Los datos de insuficiencia renal (FG < 60 ml/min/1.73m2) en pacientes con cáncer de todas las edades son variables: desde el 18% en el estudio BIRMA [13] hasta el 22% en USA [14] o 25% en Japón [15]. En un estudio realizado por nosotros en pacientes oncológicos hospitalizados en España un 18.2% tenían FG < 60 ml/min/1.73m2 )[16].

Por tanto, una segunda razón es la frecuente insuficiencia renal en el paciente oncológico especialmente en aquellos en los que el cáncer es más frecuente con edades > de 65 años. 
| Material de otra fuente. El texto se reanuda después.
// ==========================================
// 测试辅助函数
// ==========================================
// 职责: 提供测试所需的临时数据库与 AppState 初始化
// ==========================================

use std::error::Error;
use tempfile::NamedTempFile;
use textile_erp::app::AppState;

/// 创建临时测试数据库
///
/// # 返回
/// - NamedTempFile: 临时数据库文件（需要保持存活）
/// - String: 数据库文件路径
pub fn create_test_db() -> Result<(NamedTempFile, String), Box<dyn Error>> {
    let temp_file = NamedTempFile::new()?;
    let db_path = temp_file
        .path()
        .to_str()
        .ok_or("临时文件路径非 UTF-8")?
        .to_string();
    Ok((temp_file, db_path))
}

/// 创建临时测试数据库并完成 AppState 装配
///
/// 各仓储的 ensure_table 在装配过程中完成建表
pub fn create_test_app() -> Result<(NamedTempFile, AppState), Box<dyn Error>> {
    let (temp_file, db_path) = create_test_db()?;
    let app_state = AppState::new(db_path)?;
    Ok((temp_file, app_state))
}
3.- Tratamientos nefrotóxicos

Un 50% de los medicamentos contra el cáncer se excretan predominantemente en la orina y el 80% de los pacientes reciben fármacos potencialmente nefrotóxicos y/o para los que se debe ajustar la dosis [13]. La presencia de insuficiencia renal preexistente, puede limitar el uso de regímenes por lo demás activos que pueden ser curativos. Esta combinación de cáncer, enfermedad renal y mortalidad ha llevado al reconocimiento de que la Nefrología y la Oncología están estrechamente vinculadas y al nacimiento de la subespecialidad Onconefrología [17].
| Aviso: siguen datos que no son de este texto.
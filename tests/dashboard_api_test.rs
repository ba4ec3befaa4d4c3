// ==========================================
// 驾驶舱 API 集成测试
// ==========================================
// 测试目标: 全厂概览与机台效率视图的口径
// ==========================================

mod test_helpers;

use chrono::NaiveDate;
use test_helpers::create_test_app;
use textile_erp::domain::types::{MachineStatus, OwnerType, Unit};

fn date(y: i32, m: u32, d: u32) -> NaiveDate {
    NaiveDate::from_ymd_opt(y, m, d).unwrap()
}

fn at(y: i32, m: u32, d: u32) -> chrono::NaiveDateTime {
    date(y, m, d).and_hms_opt(0, 0, 0).unwrap()
}

#[test]
fn test_dashboard_summary() {
    let (_tmp, app) = create_test_app().unwrap();

    let m1 = app
        .machine_api
        .create_machine("TX-001", "剑杆织机", OwnerType::Factory, None, None, None)
        .unwrap();
    let m2 = app
        .machine_api
        .create_machine("TX-002", "喷气织机", OwnerType::Factory, None, None, None)
        .unwrap();
    let m3 = app
        .machine_api
        .create_machine("TX-003", "喷气织机", OwnerType::Factory, None, None, None)
        .unwrap();
    app.machine_api
        .change_status_at(&m1.id, MachineStatus::Active, at(2025, 6, 1))
        .unwrap();
    app.machine_api
        .change_status_at(&m3.id, MachineStatus::Maintenance, at(2025, 6, 1))
        .unwrap();

    // 当月收入 2000（生产）; 支出 = 维修镜像 300 + 工资 6000
    app.production_api
        .record_production(
            &m1.id,
            None,
            "涤纶坯布",
            100.0,
            Unit::Kg,
            20.0,
            date(2025, 6, 10),
            None,
        )
        .unwrap();
    app.maintenance_api
        .record_maintenance(&m3.id, date(2025, 6, 8), None, 300.0, None, None)
        .unwrap();
    app.registry_api.create_employee("张伟", 6_000.0, None).unwrap();

    let summary = app.dashboard_api.get_summary(2025, 6).unwrap();

    assert_eq!(summary.machines.total, 3);
    assert_eq!(summary.machines.active, 1);
    assert_eq!(summary.machines.stopped, 1); // m2 保持默认 STOPPED
    assert_eq!(summary.machines.maintenance, 1);
    let _ = m2;

    assert!((summary.finance.total_income - 2_000.0).abs() < 1e-9);
    assert!((summary.finance.total_expenses - 6_300.0).abs() < 1e-9);
    assert!((summary.finance.net_profit - (2_000.0 - 6_300.0)).abs() < 1e-9);
}

#[test]
fn test_machine_efficiency_view() {
    let (_tmp, app) = create_test_app().unwrap();

    let m1 = app
        .machine_api
        .create_machine("TX-001", "剑杆织机", OwnerType::Factory, None, None, None)
        .unwrap();
    let m2 = app
        .machine_api
        .create_machine("TX-002", "喷气织机", OwnerType::Factory, None, None, None)
        .unwrap();

    // m1: 两天台账共 18 小时; m2: 无台账
    app.production_api
        .record_operation(&m1.id, date(2025, 6, 3), 10.0, None)
        .unwrap();
    app.production_api
        .record_operation(&m1.id, date(2025, 6, 4), 8.0, None)
        .unwrap();
    // 7 月的台账不计入 6 月
    app.production_api
        .record_operation(&m1.id, date(2025, 7, 1), 9.0, None)
        .unwrap();

    let efficiency = app.dashboard_api.get_machine_efficiency(2025, 6).unwrap();
    assert_eq!(efficiency.len(), 2);

    let e1 = &efficiency[0];
    assert_eq!(e1.machine_number, "TX-001");
    assert!((e1.total_hours - 18.0).abs() < 1e-9);
    assert_eq!(e1.days_operated, 2);
    assert!((e1.avg_hours_per_day - 9.0).abs() < 1e-9);

    let e2 = &efficiency[1];
    assert_eq!(e2.machine_number, "TX-002");
    assert_eq!(e2.total_hours, 0.0);
    assert_eq!(e2.days_operated, 0);
    assert_eq!(e2.avg_hours_per_day, 0.0);
    let _ = m2;
}

#[test]
fn test_dashboard_rejects_invalid_month() {
    let (_tmp, app) = create_test_app().unwrap();
    assert!(app.dashboard_api.get_summary(2025, 0).is_err());
    assert!(app.dashboard_api.get_machine_efficiency(2025, 13).is_err());
}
 Muchos cánceres afectan a la función renal. Algunos directamente como el mieloma, por infiltración del parénquima renal en leucemias y linfomas, por obstrucción o glomerulopatías secundarias. Otros indirectamente por hipovolemia (vómitos, diarrea, ascitis..), sepsis, insuficiencia cardiaca o trastornos metabólicos como la hipercalcemia. Es importante considerar, especialmente en el paciente oncológico, que el efecto combinado con otras drogas potencialmente nefrotóxicas, como por ejemplo el contraste yodado, aumenta el riesgo de daño renal [18]. Sendur y cols encontraron que en pacientes con exposición a medios de contraste una semana antes de la administración de cisplatino, el riesgo de LRA-PC fue significativamente mayor que en pacientes sin dicha exposición [19].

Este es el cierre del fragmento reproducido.